CMP.LY Raises $750,000 To Keep Companies Honest Online

More and more businesses are using social media — from Twitter, Facebook and LinkedIn, to Tumblr and Foursquare, more recently — to manage customer relationships, market, sell or even directly conduct their business transactions. With the maturation of the technology and business practices comes regulation from government agencies including the Federal Trade Commission (FTC) and the Financial Industry Regulatory Authority (FNRA) in the U.S. and the Office of Fair Trading (OFT) in the U.K.

A New York City startup, CMP.LY (pronounced “comply”) today announced that it has raised a $750,000 seed round to provide web-based software and services that help companies play by the new rules. CMP.LY’s backers included: Safir Capital, Angel Street Capital, Austin-based investor and serial entrepreneur Joshua Baer, and undisclosed angels who the company connected with, in part, through AngelList.

CMP.LY’s technology monitors and documents a company’s social media interactions, and automatically publishes required disclosures within status updates and blog posts. It also provides short URLs to include in tweets. The disclosures take the form of either a short URL, or an icon (CMP.LY calls it a “badge,” image below) that link to a company’s detailed disclosure.

Tom Chernaik, CMP.LY founder and chief executive, expects the technology to help any business that does significant outreach to bloggers and social media influencers to solicit reviews, brand mentions and more. It could also help: media professionals who have obtained samples, sponsorships or ad support from a business to be transparent about the ways their content, advice or reviews may have been influenced; and businesses that make health and environmental claims about their products, to ensure that consumers understand the technical limits inherent in those claims (Claims like “organic,” “low-calorie” or “carbon netural” may need more explanation than “gluten free,” of course.)

The fact that CMP.LY enticed 1,000 registered, active users, including twenty pilot customers representing major, national American brands in consumer packaged goods, and traditional retail (like JCPenney) helped the company lock in the seed round, Chernaik said.

Financial professionals, especially, have been skittish about using social media. As Jim Pavia reported for InvestmentNews this week, financial firms have been hesitant to use social media, with the threat of legal and financial troubles that could result from a regulatory violation:

“Preliminary research from the 2011 InvestmentNews RIA Technology Study found that 49% of 107 [investment] firms surveyed said that social networking is an important part of their business development efforts…

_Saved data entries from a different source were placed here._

//! Decode-and-resolve pipeline for legacy talker pageset containers:
//! unwraps the compressed container, recovers button records from the
//! five known body layouts, interprets in-band control markers, and links
//! name-based navigation references into a concrete page graph.

#[macro_use]
extern crate lazy_static;

pub mod button;
pub mod container;
pub mod formats;
pub mod markers;
pub mod overlay;
pub mod pageset;
pub mod record;
pub mod resolver;

pub use crate::container::ContainerError;
pub use crate::pageset::{decode_page_set, Page, PageSet};
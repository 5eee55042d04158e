use serde::{Serialize, Serializer};

/// Buttons are laid out on a fixed 16-wide grid; the sequence byte is the
/// cell index in row-major order.
pub const GRID_WIDTH: u8 = 16;

/// Whether a page jump survives the next selection or reverts.
#[derive(Debug, Clone, Copy, PartialEq, Eq)]
pub enum Permanence {
    Permanent,
    Temporary,
}

/// Navigation behavior attached to a button, if any.
#[derive(Debug, Clone, Copy, PartialEq, Eq, Serialize)]
#[serde(rename_all = "snake_case")]
pub enum NavigationType {
    None,
    Permanent,
    Temporary,
    GoBack,
}

/// One in-band control action recovered from a record's text spans.
///
/// The variant set is closed: the source device only ever emits these.
/// Targets and page refs are stored exactly as captured from the record
/// (raw names); the resolver rewrites the button's navigation fields but
/// never edits a Function after construction.
#[derive(Debug, Clone, PartialEq, Eq)]
pub enum Function {
    SetPage { target: String, permanence: Permanence },
    GoBackPage,
    GotoHome,
    ClearDisplay,
    RandomChoice { page_ref: String },
    InsertDate,
    SpeakDate,
    InsertTime,
    SpeakTime,
    VoiceSetTemporary { params: String },
    VoiceClearTemporary,
}

impl Function {
    /// Human-readable token used in serialized output. Downstream
    /// consumers never see the in-band byte markers, only these.
    pub fn token(&self) -> String {
        match self {
            Function::SetPage {
                target,
                permanence: Permanence::Permanent,
            } => format!("SET-PAGE({})", target),
            Function::SetPage {
                target,
                permanence: Permanence::Temporary,
            } => format!("SET-PAGE-TEMPORARY({})", target),
            Function::GoBackPage => "GO-BACK".to_string(),
            Function::GotoHome => "GOTO-HOME".to_string(),
            Function::ClearDisplay => "CLEAR-DISPLAY".to_string(),
            Function::RandomChoice { page_ref } => format!("RANDOM({})", page_ref),
            Function::InsertDate => "INSERT-DATE".to_string(),
            Function::SpeakDate => "SPEAK-DATE".to_string(),
            Function::InsertTime => "INSERT-TIME".to_string(),
            Function::SpeakTime => "SPEAK-TIME".to_string(),
            Function::VoiceSetTemporary { params } => format!("VOICE({})", params),
            Function::VoiceClearTemporary => "VOICE-CLEAR".to_string(),
        }
    }
}

impl Serialize for Function {
    fn serialize<S: Serializer>(&self, serializer: S) -> Result<S::Ok, S::Error> {
        serializer.serialize_str(&self.token())
    }
}

/// One decoded on-screen button.
///
/// Created by a format decoder; after construction only `speech`,
/// `navigation_type` and `navigation_target` may change, and only the
/// navigation resolver changes them.
#[derive(Debug, Clone, Serialize)]
pub struct Button {
    /// Owning page id, 4 lowercase hex digits.
    pub page_id: String,
    /// Cell index on the page, row-major.
    pub sequence: u8,
    pub row: u8,
    pub col: u8,
    pub name: Option<String>,
    pub icon: Option<String>,
    pub speech: Option<String>,
    /// In-band control actions, in the order they appeared in the record.
    pub functions: Vec<Function>,
    pub navigation_type: NavigationType,
    /// Starts as raw text captured from the record (a page name); the
    /// resolver replaces it with a page id where it can. A raw string
    /// surviving to the output is a data-quality signal, not an error.
    pub navigation_target: Option<String>,
}

impl Button {
    pub fn new(page_id: u16, sequence: u8) -> Button {
        Button {
            page_id: format!("{:04x}", page_id),
            sequence,
            row: sequence / GRID_WIDTH,
            col: sequence % GRID_WIDTH,
            name: None,
            icon: None,
            speech: None,
            functions: Vec::new(),
            navigation_type: NavigationType::None,
            navigation_target: None,
        }
    }
}

#[cfg(test)]
mod tests {
    use super::*;

    #[test]
    fn grid_position_from_sequence() {
        let b = Button::new(0x0400, 0x23);
        assert_eq!(b.row, 2);
        assert_eq!(b.col, 3);
        let b = Button::new(0x0400, 0xff);
        assert_eq!(b.row, 15);
        assert_eq!(b.col, 15);
    }

    #[test]
    fn page_id_is_lowercase_hex() {
        let b = Button::new(0x04AB, 0);
        assert_eq!(b.page_id, "04ab");
    }

    #[test]
    fn function_tokens() {
        let f = Function::SetPage {
            target: "animals".to_string(),
            permanence: Permanence::Permanent,
        };
        assert_eq!(f.token(), "SET-PAGE(animals)");
        assert_eq!(Function::GotoHome.token(), "GOTO-HOME");
        assert_eq!(
            Function::RandomChoice {
                page_ref: "jokes".to_string()
            }
            .token(),
            "RANDOM(jokes)"
        );
    }

    #[test]
    fn functions_serialize_as_tokens() {
        let f = Function::SetPage {
            target: "home menu".to_string(),
            permanence: Permanence::Temporary,
        };
        let json = serde_json::to_string(&f).unwrap();
        assert_eq!(json, "\"SET-PAGE-TEMPORARY(home menu)\"");
    }
}
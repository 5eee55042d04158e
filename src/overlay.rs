use crate::markers::{ESC_CLOSE, ESC_OPEN};
use log::{debug, trace};
use std::collections::HashMap;

/// Overlay-record scanner.
///
/// Overlay records supply "button name -> navigation target" overrides,
/// keyed by name rather than by page/sequence, and cluster in the back
/// quarter of the buffer. Record boundaries are no more discoverable here
/// than in the main stream, so the scan treats the overlay marker as the
/// only reliable anchor and resynchronizes one byte at a time; malformed
/// candidates are simply skipped.

/// 6-byte overlay marker, distinct from the button-record marker.
pub const OVERLAY_MARKER: [u8; 6] = [0x00, 0x4F, 0x56, 0x52, 0x4C, 0x59];

/// Type byte every genuine overlay record carries after the marker.
const OVERLAY_TYPE: u8 = 0x02;

const MAX_NAME_LEN: usize = 100;

/// How far past the name the set-page delimiter pair may sit.
const TARGET_WINDOW: usize = 48;

/// Captured target text must carry this prefix (permanent set-page);
/// anything else is not an override we know how to apply.
const PERMANENT_PREFIX: &str = "P:";

/// One navigation override. Built once by the scanner, read-only after.
#[derive(Debug, Clone)]
pub struct OverlayEntry {
    /// Lowercased button name, also the map key.
    pub button_name: String,
    pub navigation_target_name: String,
    /// Raw captured bytes, kept for diagnostics only.
    pub ref_bytes: Vec<u8>,
}

pub type OverlayMap = HashMap<String, OverlayEntry>;

/// Scan the back quarter of the buffer for overlay records.
pub fn scan_overlays(buf: &[u8]) -> OverlayMap {
    let mut map = OverlayMap::new();
    let start = buf.len() * 3 / 4;
    let mut i = start;
    while i + OVERLAY_MARKER.len() <= buf.len() {
        if buf[i..].starts_with(&OVERLAY_MARKER) {
            if let Some(entry) = parse_overlay(buf, i) {
                trace!(
                    "overlay: {:?} -> {:?}",
                    entry.button_name,
                    entry.navigation_target_name
                );
                map.insert(entry.button_name.clone(), entry);
            }
        }
        i += 1;
    }
    debug!("overlay scan: {} overrides", map.len());
    map
}

fn parse_overlay(buf: &[u8], offset: usize) -> Option<OverlayEntry> {
    let type_at = offset + OVERLAY_MARKER.len();
    if type_at + 2 > buf.len() || buf[type_at] != OVERLAY_TYPE {
        return None;
    }
    let name_len = buf[type_at + 1] as usize;
    if name_len == 0 || name_len > MAX_NAME_LEN {
        debug!(
            "overlay candidate at {:#06x}: rejected name length {}",
            offset, name_len
        );
        return None;
    }

    let name_start = type_at + 2;
    let name_end = name_start + name_len;
    if name_end > buf.len() {
        return None;
    }
    let name_bytes = &buf[name_start..name_end];
    if name_bytes.iter().any(|&b| b < 0x20) {
        debug!("overlay candidate at {:#06x}: name has control bytes", offset);
        return None;
    }
    let button_name: String = name_bytes
        .iter()
        .map(|b| (*b as char).to_ascii_lowercase())
        .collect();

    let window_end = buf.len().min(name_end + TARGET_WINDOW);
    let window = &buf[name_end..window_end];
    let open = window
        .windows(ESC_OPEN.len())
        .position(|w| w == ESC_OPEN)?;
    let after_open = open + ESC_OPEN.len();
    let close = window[after_open..]
        .windows(ESC_CLOSE.len())
        .position(|w| w == ESC_CLOSE)?;
    let captured = &window[after_open..after_open + close];

    let text: String = captured.iter().map(|b| *b as char).collect();
    let target = text.strip_prefix(PERMANENT_PREFIX)?;
    let target = target.trim();
    if target.is_empty() {
        return None;
    }

    Some(OverlayEntry {
        button_name,
        navigation_target_name: target.to_string(),
        ref_bytes: captured.to_vec(),
    })
}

[At the same time…] just 35% of financial advisory firms are using social media, compared with 85% for other businesses.”

CMP.LY could collaborate with, or face competition from large tech consultancies that offer compliance solutions to different industries, but also from startups like linkedFA, which scored $3 million in a series A round, the firm announced yesterday, for a social network that has compliance tools baked into their web offering, a social network for insurance and finance professionals.